Pilot response to equipment malfunction led to Air Asia QZ8501 crash

(CNN) The way pilots responded to a technical malfunction resulted in the crash of Air Asia Flight QZ8501, investigators said Tuesday.

The ill-fated plane was en route to Singapore from the Indonesian city of Surabaya on December 28 last year when it crashed into the Java Sea, killing all 162 people on board.

The plane’s flight control computer had a cracked solder joint that kept malfunctioning. Aircraft maintenance records found it had malfunctioned 23 times in the year before the crash, and the interval of those became shorter in the three months prior to the crash.

“Subsequent flight crew action resulted in inability to control the aircraft… causing the aircraft to depart from the normal flight envelope and enter a prolonged stall condition that was beyond the capability of the flight crew to recover,” Indonesia’s National Transport Safety Committee said in a report.
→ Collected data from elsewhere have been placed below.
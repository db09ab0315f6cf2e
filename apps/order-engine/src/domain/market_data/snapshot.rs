//! Market snapshot value object.

use chrono::{DateTime, Utc};
use rust_decimal::Decimal;
use serde::{Deserialize, Serialize};

use crate::domain::order_execution::value_objects::OrderSide;
use crate::domain::shared::Symbol;

/// Point-in-time market state for one symbol.
#[derive(Debug, Clone, PartialEq, Eq, Serialize, Deserialize)]
pub struct MarketSnapshot {
    /// Symbol.
    pub symbol: Symbol,
    /// Best bid.
    pub bid: Decimal,
    /// Best ask.
    pub ask: Decimal,
    /// Last traded price.
    pub last: Decimal,
    /// Rolling 24h volume.
    pub volume_24h: Decimal,
    /// Rolling 24h change, as a fraction.
    pub change_24h: Decimal,
    /// Quantity available at the bid. `None` means unlimited.
    #[serde(default, skip_serializing_if = "Option::is_none")]
    pub bid_size: Option<Decimal>,
    /// Quantity available at the ask. `None` means unlimited.
    #[serde(default, skip_serializing_if = "Option::is_none")]
    pub ask_size: Option<Decimal>,
    /// Snapshot time.
    pub timestamp: DateTime<Utc>,
}

impl MarketSnapshot {
    /// Snapshot with unlimited top-of-book liquidity.
    #[must_use]
    pub fn new(
        symbol: Symbol,
        bid: Decimal,
        ask: Decimal,
        last: Decimal,
        timestamp: DateTime<Utc>,
    ) -> Self {
        Self {
            symbol,
            bid,
            ask,
            last,
            volume_24h: Decimal::ZERO,
            change_24h: Decimal::ZERO,
            bid_size: None,
            ask_size: None,
            timestamp,
        }
    }

    /// Set top-of-book sizes.
    #[must_use]
    pub const fn with_sizes(mut self, bid_size: Decimal, ask_size: Decimal) -> Self {
        self.bid_size = Some(bid_size);
        self.ask_size = Some(ask_size);
        self
    }

    /// Best opposing price for an order on `side` (buy takes ask, sell takes bid).
    #[must_use]
    pub const fn touch(&self, side: OrderSide) -> Decimal {
        match side {
            OrderSide::Buy => self.ask,
            OrderSide::Sell => self.bid,
        }
    }

    /// Liquidity available to an order on `side`, if bounded.
    #[must_use]
    pub const fn available(&self, side: OrderSide) -> Option<Decimal> {
        match side {
            OrderSide::Buy => self.ask_size,
            OrderSide::Sell => self.bid_size,
        }
    }

    /// Mid price.
    #[must_use]
    pub fn mid(&self) -> Decimal {
        (self.bid + self.ask) / Decimal::TWO
    }

    /// Bid/ask spread.
    #[must_use]
    pub fn spread(&self) -> Decimal {
        self.ask - self.bid
    }
}
#[test]
fn statistics_report_volume_fees_and_pnl() {
    let h = harness();
    h.facade
        .place_order(OrderSpec::market("alice", ETH, OrderSide::Buy, dec!(2)))
        .unwrap();
    h.clock.advance(Duration::seconds(1));
    h.quote(ETH, dec!(25), dec!(25.1));
    h.facade
        .place_order(OrderSpec::market("alice", ETH, OrderSide::Sell, dec!(1)))
        .unwrap();

    let stats = h.facade.get_trading_statistics(&alice()).unwrap();
    assert_eq!(stats.total_trades, 2);
    assert_eq!(stats.buy_trades, 1);
    assert_eq!(stats.sell_trades, 1);
    assert_eq!(stats.total_volume, dec!(69.6));
    assert_eq!(stats.total_fees, dec!(0.1044));
    assert_eq!(stats.realized_pnl, dec!(2.7));
    // One unit left, marked at last = 25.05.
    assert_eq!(stats.unrealized_pnl, dec!(2.75));
    assert_eq!(stats.net_pnl, dec!(5.3456));
    assert_eq!(stats.positions[0].quantity, dec!(1));
}

#[test]
fn market_data_and_order_book_views() {
    let h = harness();
    let all = h.facade.get_market_data(None).unwrap();
    assert_eq!(all.len(), 2);

    h.market.set_unavailable(&BTC.into(), true);
    assert_eq!(h.facade.get_market_data(None).unwrap().len(), 1);
    let err = h.facade.get_market_data(Some(&BTC.into())).unwrap_err();
    assert_eq!(err.code(), ErrorCode::MarketDataUnavailable);

    let book = h.facade.get_order_book(&ETH.into(), Some(3)).unwrap();
    assert_eq!(book.bids.len(), 3);
    assert_eq!(book.asks.len(), 3);
    assert!(book.best_bid().unwrap().price < book.best_ask().unwrap().price);
}
impl Order {
    /// Create an order in `Pending`.
    #[must_use]
    pub fn new(params: NewOrder) -> Self {
        Self {
            id: params.id,
            owner: params.owner,
            symbol: params.symbol,
            side: params.side,
            kind: params.kind,
            time_in_force: params.time_in_force,
            status: OrderStatus::Pending,
            fill: FillState::new(params.quantity),
            created_at: params.created_at,
            updated_at: params.created_at,
            expires_at: params.expires_at,
            link_group: None,
            strategy_id: None,
            twap_duration_minutes: params.twap_duration_minutes,
            trigger: TriggerState::default(),
            status_reason: None,
        }
    }

    /// Attach an OCO link group.
    #[must_use]
    pub fn with_link_group(mut self, group: LinkGroupId) -> Self {
        self.link_group = Some(group);
        self
    }

    /// Attach the parent strategy.
    #[must_use]
    pub fn with_strategy(mut self, strategy: StrategyId) -> Self {
        self.strategy_id = Some(strategy);
        self
    }

    // ========================================================================
    // Accessors
    // ========================================================================

    /// Order ID.
    #[must_use]
    pub const fn id(&self) -> &OrderId {
        &self.id
    }

    /// Owning account.
    #[must_use]
    pub const fn owner(&self) -> &OwnerId {
        &self.owner
    }

    /// Symbol.
    #[must_use]
    pub const fn symbol(&self) -> &Symbol {
        &self.symbol
    }

    /// Side.
    #[must_use]
    pub const fn side(&self) -> OrderSide {
        self.side
    }

    /// Admitted kind.
    #[must_use]
    pub const fn kind(&self) -> &OrderKind {
        &self.kind
    }

    /// Flat order type.
    #[must_use]
    pub const fn order_type(&self) -> OrderType {
        self.kind.order_type()
    }

    /// Time in force.
    #[must_use]
    pub const fn time_in_force(&self) -> TimeInForce {
        self.time_in_force
    }

    /// Current status.
    #[must_use]
    pub const fn status(&self) -> OrderStatus {
        self.status
    }

    /// Ordered quantity.
    #[must_use]
    pub const fn quantity(&self) -> Decimal {
        self.fill.quantity()
    }

    /// Filled quantity.
    #[must_use]
    pub const fn filled_quantity(&self) -> Decimal {
        self.fill.filled_quantity()
    }

    /// Open quantity.
    #[must_use]
    pub fn remaining_quantity(&self) -> Decimal {
        self.fill.remaining()
    }

    /// Weighted average fill price.
    #[must_use]
    pub const fn average_fill_price(&self) -> Decimal {
        self.fill.average_fill_price()
    }

    /// Creation time.
    #[must_use]
    pub const fn created_at(&self) -> DateTime<Utc> {
        self.created_at
    }

    /// Last mutation time.
    #[must_use]
    pub const fn updated_at(&self) -> DateTime<Utc> {
        self.updated_at
    }

    /// DAY cutoff, if any.
    #[must_use]
    pub const fn expires_at(&self) -> Option<DateTime<Utc>> {
        self.expires_at
    }

    /// OCO link group.
    #[must_use]
    pub const fn link_group(&self) -> Option<&LinkGroupId> {
        self.link_group.as_ref()
    }

    /// Parent strategy.
    #[must_use]
    pub const fn strategy_id(&self) -> Option<&StrategyId> {
        self.strategy_id.as_ref()
    }

    /// TWAP duration recorded on algorithmic children.
    #[must_use]
    pub const fn twap_duration_minutes(&self) -> Option<u32> {
        self.twap_duration_minutes
    }

    /// Why the order reached its terminal state, when set.
    #[must_use]
    pub fn status_reason(&self) -> Option<&str> {
        self.status_reason.as_deref()
    }

    /// Returns true if the order may trade (non-trigger kind, or triggered).
    #[must_use]
    pub const fn is_armed(&self) -> bool {
        !self.kind.needs_trigger() || self.trigger.armed
    }

    /// Current stop level: fixed stop price, or the trailing level once known.
    #[must_use]
    pub fn stop_level(&self) -> Option<Decimal> {
        self.kind.stop_price().or(self.trigger.trailing_stop)
    }

    /// Returns true if the DAY cutoff has passed for an open order.
    #[must_use]
    pub fn is_due_to_expire(&self, now: DateTime<Utc>) -> bool {
        self.status.is_open() && self.expires_at.is_some_and(|cutoff| now >= cutoff)
    }

    // ========================================================================
    // Triggers
    // ========================================================================

    /// Observe top of book and arm the trigger if the stop level is crossed.
    ///
    /// Trailing stops first ratchet their level from the best favourable
    /// price; the level only ever tightens. Returns true if the order armed
    /// on this observation.
    pub fn observe_market(&mut self, bid: Decimal, ask: Decimal) -> bool {
        if !self.status.is_open() || self.trigger.armed || !self.kind.needs_trigger() {
            return false;
        }

        // The side the order would trade against.
        let touch = match self.side {
            OrderSide::Sell => bid,
            OrderSide::Buy => ask,
        };
        if touch <= Decimal::ZERO {
            return false;
        }

        let crossed = match self.kind {
            OrderKind::StopLoss { stop_price } | OrderKind::StopLimit { stop_price, .. } => {
                match self.side {
                    OrderSide::Sell => touch <= stop_price,
                    OrderSide::Buy => touch >= stop_price,
                }
            }
            OrderKind::TakeProfit { stop_price } => match self.side {
                OrderSide::Sell => touch >= stop_price,
                OrderSide::Buy => touch <= stop_price,
            },
            OrderKind::TrailingStop { trail } => {
                let reference = match (self.side, self.trigger.trail_reference) {
                    (OrderSide::Sell, Some(best)) => best.max(touch),
                    (OrderSide::Buy, Some(best)) => best.min(touch),
                    (_, None) => touch,
                };
                let candidate = trail.stop_level(reference, self.side);
                let level = match (self.side, self.trigger.trailing_stop) {
                    (OrderSide::Sell, Some(current)) => current.max(candidate),
                    (OrderSide::Buy, Some(current)) => current.min(candidate),
                    (_, None) => candidate,
                };
                self.trigger.trail_reference = Some(reference);
                self.trigger.trailing_stop = Some(level);
                match self.side {
                    OrderSide::Sell => touch <= level,
                    OrderSide::Buy => touch >= level,
                }
            }
            OrderKind::Market | OrderKind::Limit { .. } | OrderKind::Iceberg { .. } => false,
        };

        if crossed {
            self.trigger.armed = true;
        }
        crossed
    }

    // ========================================================================
    // State Transitions
    // ========================================================================

    /// Apply a fill and return the resulting status.
    ///
    /// # Errors
    ///
    /// Returns error if the order cannot receive fills, the quantity is
    /// not within `(0, remaining]`, or the new average price overflows.
    /// The order is unchanged on error.
    pub fn apply_fill(
        &mut self,
        quantity: Decimal,
        price: Decimal,
        at: DateTime<Utc>,
    ) -> Result<OrderStatus, OrderError> {
        if !self.status.can_fill() {
            return Err(OrderError::CannotFill {
                status: self.status,
            });
        }

        let remaining = self.fill.remaining();
        self.fill.apply(quantity, price).map_err(|err| match err {
            DomainError::Overflow { context } => OrderError::ArithmeticOverflow { context },
            _ => OrderError::InvalidFill {
                fill_qty: quantity.to_string(),
                remaining_qty: remaining.to_string(),
            },
        })?;

        let target = if self.fill.is_filled() {
            OrderStatus::Filled
        } else {
            OrderStatus::PartiallyFilled
        };
        OrderStateMachine::validate_transition(self.status, target)?;
        self.status = target;
        self.updated_at = at;
        Ok(target)
    }

    /// Cancel the order, keeping any fills.
    ///
    /// # Errors
    ///
    /// Returns error if the order is terminal.
    pub fn cancel(&mut self, reason: impl Into<String>, at: DateTime<Utc>) -> Result<(), OrderError> {
        if !self.status.is_open() {
            return Err(OrderError::CannotCancel {
                status: self.status,
            });
        }
        OrderStateMachine::validate_transition(self.status, OrderStatus::Cancelled)?;
        self.status = OrderStatus::Cancelled;
        self.status_reason = Some(reason.into());
        self.updated_at = at;
        Ok(())
    }

    /// Expire the order, keeping any fills.
    ///
    /// # Errors
    ///
    /// Returns error if the order is terminal.
    pub fn expire(&mut self, reason: impl Into<String>, at: DateTime<Utc>) -> Result<(), OrderError> {
        OrderStateMachine::validate_transition(self.status, OrderStatus::Expired)?;
        self.status = OrderStatus::Expired;
        self.status_reason = Some(reason.into());
        self.updated_at = at;
        Ok(())
    }
}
In other words, “it’s a series of technical failures but it’s the pilot response that leads to the plane crashing,” CNN’s aviation correspondent Richard Quest said.

Pilot training weakness

The investigation, a joint effort involving Australian, French, Singaporean and Malaysian authorities, point to weaknesses in pilot training, which heavily emphasizes take off and landing, Quest said.

Because cruising involves such high speeds, responding without complete precision can often be disastrous, Quest said.

“A huge amount of training is done on take off and landing and traditionally of course is 70-80% (of when accidents take place), only 10% takes part in the cruise phase of flight. But if something does happen in the cruise phase of flight, it does typically end up fatal.”

Plane ascended rapidly before crash

Preliminary findings from the NTSC earlier this year said roughly 35 minutes into the two hour flight, the pilot asked air traffic control for permission to climb to avoid stormy weather.

The plane went from cruising at 32,000 feet, ascending steeply to 37,400 in about 30 seconds — something commercial planes are not designed to do. It may have been climbing at a rate twice as fast as it could and should, one analyst told CNN.

Minutes later, the plane disappeared from radar.

Although the area was experiencing turbulent weather patterns, seven other planes flying nearby landed safely.

Malaysia-based Air Asia did not have the clearance to fly the route on that particular day.

String of disasters in region

Indonesia’s National Transportation Safety Committee issued several recommendations to Air Asia, Airbus as well as Indonesian, US and European aviation regulatory bodies but the statement did not detail what they are.

The crash is one in a string of aviation disasters, including the mysterious disappearance of MH370, to occur in Southeast Asia.